I was flying the other day, practicing a long distance, cross country flight plan with my instructor in the copilot’s seat when we came upon my next landmark used to make sure I am still on my planned route. On the air chart, it’s simply listed as “stacks”, but upon seeing them in person, my first thought was “nuclear power plant”.
I pointed them out to my instructor and asked him if it really was a nuke site and he said “If that were true, we wouldn’t have been allowed to fly near it.” What on earth could it be with water cooling towers like that? It had a rail yard like a coal plant, but the cooling towers and the nearby river seemed to tag it as a nuclear power design. It was a mystery for sure, one that had to be looked into later.

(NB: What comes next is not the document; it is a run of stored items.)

//! A program is a sequence of scenes rendered into one continuous frame
//! sequence, then into a video or GIF.

use std::path::Path;

use raster_fx::PixelBuffer;

use crate::config::ImageFormat;
use crate::error::{HarnessError, Result};
use crate::progress::Progress;
use crate::render::{clean_frames, frame_path, FrameFunc};
use crate::tools::Tools;

/// A run of `frame_count` frames drawn by one frame function. Percent
/// restarts at 0 for every scene.
pub struct Scene {
    pub frame_count: usize,
    frame_func: FrameFunc,
}

impl std::fmt::Debug for Scene {
    fn fmt(&self, f: &mut std::fmt::Formatter<'_>) -> std::fmt::Result {
        f.debug_struct("Scene")
            .field("frame_count", &self.frame_count)
            .finish_non_exhaustive()
    }
}

#[derive(Debug)]
pub struct Program {
    pub width: u32,
    pub height: u32,
    pub fps: u32,
    scenes: Vec<Scene>,
}

impl Program {
    pub fn new(width: u32, height: u32, fps: u32) -> Self {
        Self {
            width,
            height,
            fps,
            scenes: Vec::new(),
        }
    }

    pub fn add_scene_with_frames<F>(&mut self, frame_count: usize, frame_func: F) -> &mut Self
    where
        F: FnMut(&mut PixelBuffer, f64, f64, f64) + 'static,
    {
        self.scenes.push(Scene {
            frame_count,
            frame_func: Box::new(frame_func),
        });
        self
    }

    /// Adds a scene lasting `seconds` at the program's frame rate.
    pub fn add_scene_with_seconds<F>(&mut self, seconds: f64, frame_func: F) -> &mut Self
    where
        F: FnMut(&mut PixelBuffer, f64, f64, f64) + 'static,
    {
        let frames = (self.fps as f64 * seconds).max(0.0) as usize;
        self.add_scene_with_frames(frames, frame_func)
    }

    pub fn scenes(&self) -> &[Scene] {
        &self.scenes
    }

    pub fn total_frames(&self) -> usize {
        self.scenes.iter().map(|s| s.frame_count).sum()
    }

    pub fn seconds(&self) -> f64 {
        if self.fps == 0 {
            return 0.0;
        }
        self.total_frames() as f64 / self.fps as f64
    }

    /// Render every scene into a freshly cleaned `dir`. Frame numbers run on
    /// across scene boundaries.
    pub fn render(&mut self, dir: &Path, format: ImageFormat) -> Result<()> {
        let total = self.total_frames();
        if total == 0 {
            return Err(HarnessError::EmptyScene);
        }
        clean_frames(dir)?;
        let progress = Progress::start("program", total);
        let (w, h) = (self.width as f64, self.height as f64);
        let mut buf = PixelBuffer::new(self.width, self.height);
        let mut frame = 0;
        for scene in &mut self.scenes {
            for i in 0..scene.frame_count {
                let percent = i as f64 / scene.frame_count as f64;
                progress.update(frame, frame as f64 / total as f64);
                (scene.frame_func)(&mut buf, w, h, percent);
                buf.save(frame_path(dir, frame, format))?;
                frame += 1;
            }
        }
        progress.complete();
        Ok(())
    }

    pub fn render_video(&mut self, tools: &Tools, frames_dir: &Path, out: &Path) -> Result<()> {
        self.render(frames_dir, tools.config.image_format)?;
        tools.convert_to_video(frames_dir, out, self.width, self.height, self.fps)
    }

    pub fn render_gif(&mut self, tools: &Tools, frames_dir: &Path, out: &Path) -> Result<()> {
        self.render(frames_dir, tools.config.image_format)?;
        tools.ffmpeg_to_gif(frames_dir, out, self.fps)
    }
}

After returning home, I decided to find out where that power plant was located and whatever story was behind it. Since air sectional maps are on a scale of 1:500,000, many small locations are omitted. I scanned the satellite maps on Google until I found what I was looking for. As it turns out, this is a semi-famous power plant. It was one of the largest coal powered steam power plants in the world when it was built in the 50’s, has a song written about it, and even grew it’s coal strip mining earth-moving operation so large as to wipe the town of Paradise off the map… literally. The nuclear-like water towers exist as part of the sulfur scrubbing process to help clean up the “dirty” coal being used from the surrounding area.
Seeing the area from the air shows the kind of scar such operations create and leave behind.